--- EXERCISE DETAILS ---
Looking at the listing below, give the number of lines in which the string "elapsed" appears, and add nothing else.

───── RECORD SET ─────

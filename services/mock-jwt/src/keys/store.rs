//! In-memory key store keyed by caller-chosen key name.
//!
//! Keys are created lazily on first request and live until deleted or the
//! process exits. The map sits behind a single reader/writer lock: lookups
//! and snapshots share it, inserts and deletes take it exclusively.
//! Generation happens outside the lock so a slow RSA prime search for one
//! name never stalls readers; when two callers race on the same absent
//! name, the first insert wins and the loser's key is discarded.

use crate::error::MockJwtError;
use crate::keys::algorithm::SigningAlgorithm;
use crate::keys::generator::{self, KeyMaterial};
use crate::metrics;
use parking_lot::RwLock;
use std::collections::btree_map::Entry;
use std::collections::BTreeMap;
use std::sync::Arc;
use std::time::Instant;
use tracing::{debug, info};

/// A stored key: its name, the algorithm it was generated for, and the
/// material itself. Never mutated after creation.
#[derive(Debug)]
pub struct KeyEntry {
    name: String,
    algorithm: SigningAlgorithm,
    material: KeyMaterial,
}

impl KeyEntry {
    /// Key name, also used as the JWK `kid`.
    #[must_use]
    pub fn name(&self) -> &str {
        &self.name
    }

    /// Algorithm the key was generated for.
    #[must_use]
    pub const fn algorithm(&self) -> SigningAlgorithm {
        self.algorithm
    }

    /// Generated key material.
    #[must_use]
    pub const fn material(&self) -> &KeyMaterial {
        &self.material
    }
}

/// Shared handle to a stored key.
pub type KeyHandle = Arc<KeyEntry>;

/// Thread-safe name → key mapping.
#[derive(Debug, Default)]
pub struct KeyStore {
    keys: RwLock<BTreeMap<String, KeyHandle>>,
}

impl KeyStore {
    /// Create an empty store.
    #[must_use]
    pub fn new() -> Self {
        Self::default()
    }

    /// Return the key stored under `name`, generating one for `alg` if absent.
    ///
    /// An existing key is returned as-is even when `alg` differs from the
    /// algorithm it was generated for.
    ///
    /// # Errors
    ///
    /// Returns [`MockJwtError::UnsupportedAlgorithm`] if `alg` does not parse,
    /// or [`MockJwtError::KeyGenerationFailed`]. The store is left untouched
    /// in both cases.
    pub fn get_or_create(&self, name: &str, alg: &str) -> Result<KeyHandle, MockJwtError> {
        let algorithm: SigningAlgorithm = alg.parse()?;
        self.get_or_create_with(name, algorithm)
    }

    /// Typed variant of [`KeyStore::get_or_create`].
    ///
    /// # Errors
    ///
    /// Returns [`MockJwtError::KeyGenerationFailed`] if generation fails.
    pub fn get_or_create_with(
        &self,
        name: &str,
        algorithm: SigningAlgorithm,
    ) -> Result<KeyHandle, MockJwtError> {
        if let Some(existing) = self.get(name) {
            return Ok(existing);
        }

        let started = Instant::now();
        let material = generator::generate(algorithm)?;
        let elapsed = started.elapsed().as_secs_f64();

        let candidate = Arc::new(KeyEntry {
            name: name.to_string(),
            algorithm,
            material,
        });

        let mut keys = self.keys.write();
        match keys.entry(name.to_string()) {
            Entry::Occupied(winner) => {
                debug!(key_name = %name, "Lost key generation race, discarding candidate");
                Ok(Arc::clone(winner.get()))
            }
            Entry::Vacant(slot) => {
                metrics::record_key_generated(algorithm.family(), elapsed);
                info!(
                    key_name = %name,
                    algorithm = %algorithm,
                    family = algorithm.family().as_str(),
                    "Generated signing key"
                );
                Ok(Arc::clone(slot.insert(candidate)))
            }
        }
    }

    /// Look up a key without creating it.
    #[must_use]
    pub fn get(&self, name: &str) -> Option<KeyHandle> {
        self.keys.read().get(name).cloned()
    }

    /// Consistent snapshot of every stored key, ordered by name.
    #[must_use]
    pub fn get_all(&self) -> Vec<KeyHandle> {
        self.keys.read().values().cloned().collect()
    }

    /// Remove the key stored under `name`. Absent names are ignored.
    pub fn delete(&self, name: &str) {
        if self.keys.write().remove(name).is_some() {
            info!(key_name = %name, "Deleted signing key");
        }
    }

    /// Number of stored keys.
    #[must_use]
    pub fn len(&self) -> usize {
        self.keys.read().len()
    }

    /// Whether the store holds no keys.
    #[must_use]
    pub fn is_empty(&self) -> bool {
        self.keys.read().is_empty()
    }
}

─────

--- RESPONSE BOX ---
2